Question: What are the best ways to manage your child’s cash gifts effectively?

  • Piggy Bank: Some people enjoy the visual appeal of a full piggy bank. While quaint, it’s not secure from siblings, loss, or damage. I’d keep the piggy for change and $1 bills. Anything more should be directed to a more secure location.
  • Certificates of Deposit (CDs): Bank CDs offer the safety of principal and guaranteed returns. However, interest is subject to tax and current rates are generally low. You’ll also have to keep track of the maturity date so it can be rolled over into a new CD or something else entirely. This may be a convenient placeholder for a parent to use for a very young child, but wouldn’t be my long-term recommendation. Same idea applies to a savings or treasury bond.
  • Uniform Transfers/Gifts to Minors Act (UTMA/UGMA): If you’re wanting to open a basic account for your child this avenue is your best bet. An added bonus is that you, the parent, are kept in the loop until they reach the age of majority (21 in Massachusetts.) Initially, the child may just be depositing nominal gifts, but later your child can add direct deposit for earnings from an after school job. It’s also a good opportunity and platform to teach them the value of investing. There are no penalties for using the funds on expenses unrelated to college, which is great for kids saving toward multiple goals (laptop, school trip, car, general spending money.) Again, this is a great account to hold money received or earned by a child. There may be better options if you are planning to use your own money to save on behalf of a child. 
  • Roth IRA (child’s name): If opening in the name of a child, which makes sense given that it’s their money, your contribution to the account will be limited by their earned income. If their only income comes from doing chores they will not be able to contribute to an account in their own name. However, for example, if they’re earning reportable income as a cashier at the local grocery store they’ll be able to contribute the lesser of their earnings or $7,000/year.
  • Roth IRA (parent’s name): If opening in the name of a parent, you’ve likely determined that the child doesn’t have any earned income to open an account of their own. In my opinion, this option makes the most sense when a parent is trying to save their own money (not the child’s money) toward future goals. Potentially the parent has $7,000/year to save ($8,000 if aged 50+) and they’re not sure how they want to prioritize retirement and education goals. Instead of debating the issue now, they can save into a Roth and decide later how the account can be spent. This account also works best for those in mid to lower tax brackets.
  • UPLAN Prepaid tuition:
    UPLAN
    Chart provided by MEFA.org

    This is a unique program that allows participants to “lock in” tuition rates at eligible state colleges or universities with a lump-sum investment or monthly installment payments. Instead of investing, your rate of return is essentially equal to compound inflation at the school your child attends. In Massachusetts, the program works with about 7o in-state schools, ranging from Bunker Hill Community College to Boston College. If the child doesn’t pick a school on the list the plan can be rolled to a family member or cashed out with nominal interest and no penalty to the parent.

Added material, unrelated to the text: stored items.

use crate::backend::{BackendClient, Session};
use crate::config::PoolConfig;
use crate::{BridgeError, Result};
use parking_lot::Mutex;
use std::collections::VecDeque;
use std::sync::atomic::{AtomicBool, Ordering};
use std::sync::Arc;
use std::time::Instant;
use tokio::sync::oneshot;
use tracing::{debug, warn};

struct IdleSession {
    session: Session,
    last_used: Instant,
}

struct PoolState {
    /// Front is the oldest-inserted entry; eviction and trimming start there.
    idle: VecDeque<IdleSession>,
    /// Idle + on-loan. Never exceeds `max_size`.
    total: usize,
    /// FIFO; a waiter is granted a session before a net-new one is created.
    waiters: VecDeque<oneshot::Sender<Result<Session>>>,
}

struct PoolInner {
    backend: Arc<dyn BackendClient>,
    config: PoolConfig,
    state: Mutex<PoolState>,
}

/// Bounded pool owning the backend session lifecycle: creation via the
/// create-then-attach protocol, idle retention with opportunistic expiry,
/// and FIFO queueing of callers when saturated.
pub struct SessionPool {
    inner: Arc<PoolInner>,
}

impl SessionPool {
    pub fn new(backend: Arc<dyn BackendClient>, config: PoolConfig) -> Self {
        Self {
            inner: Arc::new(PoolInner {
                backend,
                config,
                state: Mutex::new(PoolState {
                    idle: VecDeque::new(),
                    total: 0,
                    waiters: VecDeque::new(),
                }),
            }),
        }
    }

    /// Acquire an exclusively owned session. Expired idle sessions are
    /// evicted first; a new session is created only below `max_size`;
    /// otherwise the caller suspends on the FIFO wait list.
    pub async fn acquire(&self) -> Result<SessionHandle> {
        enum Plan {
            Reuse(Session),
            Create,
            Wait(oneshot::Receiver<Result<Session>>),
        }

        let (plan, expired) = {
            let mut state = self.inner.state.lock();
            let expired = evict_expired(&mut state, &self.inner.config);
            let plan = if let Some(idle) = state.idle.pop_back() {
                Plan::Reuse(idle.session)
            } else if state.total < self.inner.config.max_size {
                state.total += 1;
                Plan::Create
            } else {
                let (tx, rx) = oneshot::channel();
                state.waiters.push_back(tx);
                Plan::Wait(rx)
            };
            (plan, expired)
        };

        for session in expired {
            delete_best_effort(&self.inner.backend, &session).await;
        }

        let session = match plan {
            Plan::Reuse(session) => session,
            Plan::Create => match create_session(&self.inner.backend).await {
                Ok(session) => session,
                Err(e) => {
                    self.inner.on_create_failed();
                    return Err(e);
                }
            },
            Plan::Wait(rx) => rx
                .await
                .map_err(|_| BridgeError::Transport("session pool dropped waiter".into()))??,
        };

        Ok(SessionHandle {
            inner: Arc::clone(&self.inner),
            session,
            released: AtomicBool::new(false),
        })
    }

    /// Destroy all idle sessions. Sessions on loan are untouched; their
    /// holders release them first. Used only at shutdown.
    pub async fn drain(&self) {
        let idle = {
            let mut state = self.inner.state.lock();
            let idle: Vec<_> = state.idle.drain(..).collect();
            state.total -= idle.len();
            idle
        };
        debug!("draining session pool, destroying {} idle sessions", idle.len());
        for entry in idle {
            delete_best_effort(&self.inner.backend, &entry.session).await;
        }
    }

    /// Idle + on-loan count, for observability.
    pub fn outstanding(&self) -> usize {
        self.inner.state.lock().total
    }
}

impl PoolInner {
    /// A reserved slot failed to materialize. The slot is returned and, if a
    /// caller is queued, a replacement create is attempted on its behalf so
    /// the freed capacity is not stranded.
    fn on_create_failed(self: &Arc<Self>) {
        let waiter = {
            let mut state = self.state.lock();
            state.total -= 1;
            match state.waiters.pop_front() {
                Some(tx) => {
                    state.total += 1;
                    Some(tx)
                }
                None => None,
            }
        };
        if let Some(tx) = waiter {
            let inner = Arc::clone(self);
            spawn_or_inline(async move {
                let result = create_session(&inner.backend).await;
                if result.is_err() {
                    inner.state.lock().total -= 1;
                }
                if let Err(Ok(session)) = tx.send(result) {
                    inner.hand_back(session).await;
                }
            });
        }
    }

    /// Re-park a session whose intended waiter abandoned its acquire.
    async fn hand_back(&self, session: Session) {
        let trimmed = self.release_clean(session);
        for session in trimmed {
            delete_best_effort(&self.backend, &session).await;
        }
    }

    /// Clean release: hand the session straight to the first waiter if one
    /// is queued (skipping the idle set), otherwise park it idle and trim
    /// any overflow oldest-first.
    fn release_clean(&self, mut session: Session) -> Vec<Session> {
        let mut state = self.state.lock();
        while let Some(tx) = state.waiters.pop_front() {
            match tx.send(Ok(session)) {
                Ok(()) => return Vec::new(),
                // Waiter abandoned its acquire; try the next one
                Err(Ok(returned)) => session = returned,
                Err(Err(_)) => unreachable!("pool never sends Err on handoff"),
            }
        }
        state.idle.push_back(IdleSession {
            session,
            last_used: Instant::now(),
        });
        let mut trimmed = Vec::new();
        while state.idle.len() > self.config.max_size {
            let oldest = state.idle.pop_front().expect("idle not empty");
            state.total -= 1;
            trimmed.push(oldest.session);
        }
        trimmed
    }

    /// Error release: the session is no longer trustworthy and is destroyed,
    /// then one waiter (if any) is serviced with an idle pull or a
    /// replacement create.
    async fn release_destroy(&self, session: Session) {
        delete_best_effort(&self.backend, &session).await;
        let serviced = {
            let mut state = self.state.lock();
            state.total -= 1;
            match state.waiters.pop_front() {
                Some(tx) => {
                    if let Some(idle) = state.idle.pop_back() {
                        Some((tx, Some(idle.session)))
                    } else {
                        state.total += 1;
                        Some((tx, None))
                    }
                }
                None => None,
            }
        };
        match serviced {
            Some((tx, Some(idle))) => {
                if let Err(Ok(session)) = tx.send(Ok(idle)) {
                    self.hand_back(session).await;
                }
            }
            Some((tx, None)) => {
                let result = create_session(&self.backend).await;
                if result.is_err() {
                    self.state.lock().total -= 1;
                }
                if let Err(Ok(session)) = tx.send(result) {
                    self.hand_back(session).await;
                }
            }
            None => {}
        }
    }
}

fn evict_expired(state: &mut PoolState, config: &PoolConfig) -> Vec<Session> {
    let now = Instant::now();
    let mut expired = Vec::new();
    while let Some(front) = state.idle.front() {
        if now.duration_since(front.last_used) > config.idle_timeout {
            let entry = state.idle.pop_front().expect("idle not empty");
            state.total -= 1;
            expired.push(entry.session);
        } else {
            break;
        }
    }
    if !expired.is_empty() {
        debug!("evicting {} expired idle sessions", expired.len());
    }
    expired
}

/// Two-step protocol: the session is unusable until the attach acknowledges.
async fn create_session(backend: &Arc<dyn BackendClient>) -> Result<Session> {
    let session = backend.create_session().await?;
    backend.attach_session(&session.session_id).await?;
    debug!(session_id = %session.session_id, node_id = session.node_id, "session created");
    Ok(session)
}

/// The backend may have reclaimed the session already; delete failures are
/// swallowed.
async fn delete_best_effort(backend: &Arc<dyn BackendClient>, session: &Session) {
    if let Err(e) = backend.delete_session(&session.session_id).await {
        warn!(session_id = %session.session_id, "session delete failed: {}", e);
    }
}

fn spawn_or_inline<F>(fut: F)
where
    F: std::future::Future<Output = ()> + Send + 'static,
{
    if let Ok(handle) = tokio::runtime::Handle::try_current() {
        handle.spawn(fut);
    } else {
        warn!("no runtime available for deferred pool cleanup");
    }
}

/// Exclusive loan of one session. `release` is one-shot: the second and
/// later calls are no-ops. Dropping an unreleased handle destroys the
/// session, the conservative outcome for an abandoned loan.
pub struct SessionHandle {
    inner: Arc<PoolInner>,
    session: Session,
    released: AtomicBool,
}

impl std::fmt::Debug for SessionHandle {
    fn fmt(&self, f: &mut std::fmt::Formatter<'_>) -> std::fmt::Result {
        f.debug_struct("SessionHandle")
            .field("session", &self.session)
            .field("released", &self.released)
            .finish_non_exhaustive()
    }
}

impl SessionHandle {
    pub fn session(&self) -> &Session {
        &self.session
    }

    /// Return the session to the pool. With an error the session is
    /// destroyed rather than reused; without, it is handed to the first
    /// waiter or parked idle with a refreshed `last_used`.
    pub async fn release(&self, error: Option<&BridgeError>) {
        if self.released.swap(true, Ordering::SeqCst) {
            return;
        }
        match error {
            Some(e) => {
                debug!(session_id = %self.session.session_id, "destroying session after error: {}", e);
                self.inner.release_destroy(self.session.clone()).await;
            }
            None => {
                let trimmed = self.inner.release_clean(self.session.clone());
                for session in trimmed {
                    delete_best_effort(&self.inner.backend, &session).await;
                }
            }
        }
    }
}

impl Drop for SessionHandle {
    fn drop(&mut self) {
        if self.released.swap(true, Ordering::SeqCst) {
            return;
        }
        let inner = Arc::clone(&self.inner);
        let session = self.session.clone();
        warn!(session_id = %session.session_id, "session handle dropped without release");
        spawn_or_inline(async move {
            inner.release_destroy(session).await;
        });
    }
}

  • UFUND College Savings: programs allow contributions to grow tax-free and be applied at any accredited institution of higher education nationwide. Some states also allow the added bonus of tax-deductible contributions. Massachusetts recently started offering a $1,000 state income deduction for single filers and $2,000 for married filers if using a MEFA Fidelity 529. At a 5% tax that’s worth $50-100 in tax savings. In a nutshell, you’re simply not paying tax on investment growth if it’s spent on education. The UFund is far more popular than the UPlan, however, the onus is on you to invest the account which has the potential to lose money in a down market. Also, if a child decides not to pursue higher education, the funds can be rolled to a family member or cashed out with a 10% penalty on the earnings (not the whole account.) Lastly, I don’t often see children engage with the 529 accounts and investment options are limited. This means if it’s not your intention to have Susie pay for college with birthday cash, the UPlan and UFund are not your best option.
  • Trusts: This is a reasonable option if your child is receiving larger gifts to the extent that safeguarding the money trumps using the account as a teaching tool.  A common example is a grandparent making the max annual exclusion gift ($18,000/year) to each grandchild. Putting this money in trust would allow the parent the ability to name a successor trustee (in the event the parent(s) passed away) and outline uses for the money, which may include a home purchase, business start-up, health, education, and general welfare. These trusts are especially useful for older children that have proven to be spendthrifts or have substance abuse issues. Trusts are also useful for special needs children, however, there are two specific types that would be used for these circumstances so the child isn’t disqualified from receiving state aid. The only downside of a trust is there is a cost to create it, however, it’s marginal if the intent is to safeguard a large sum of money.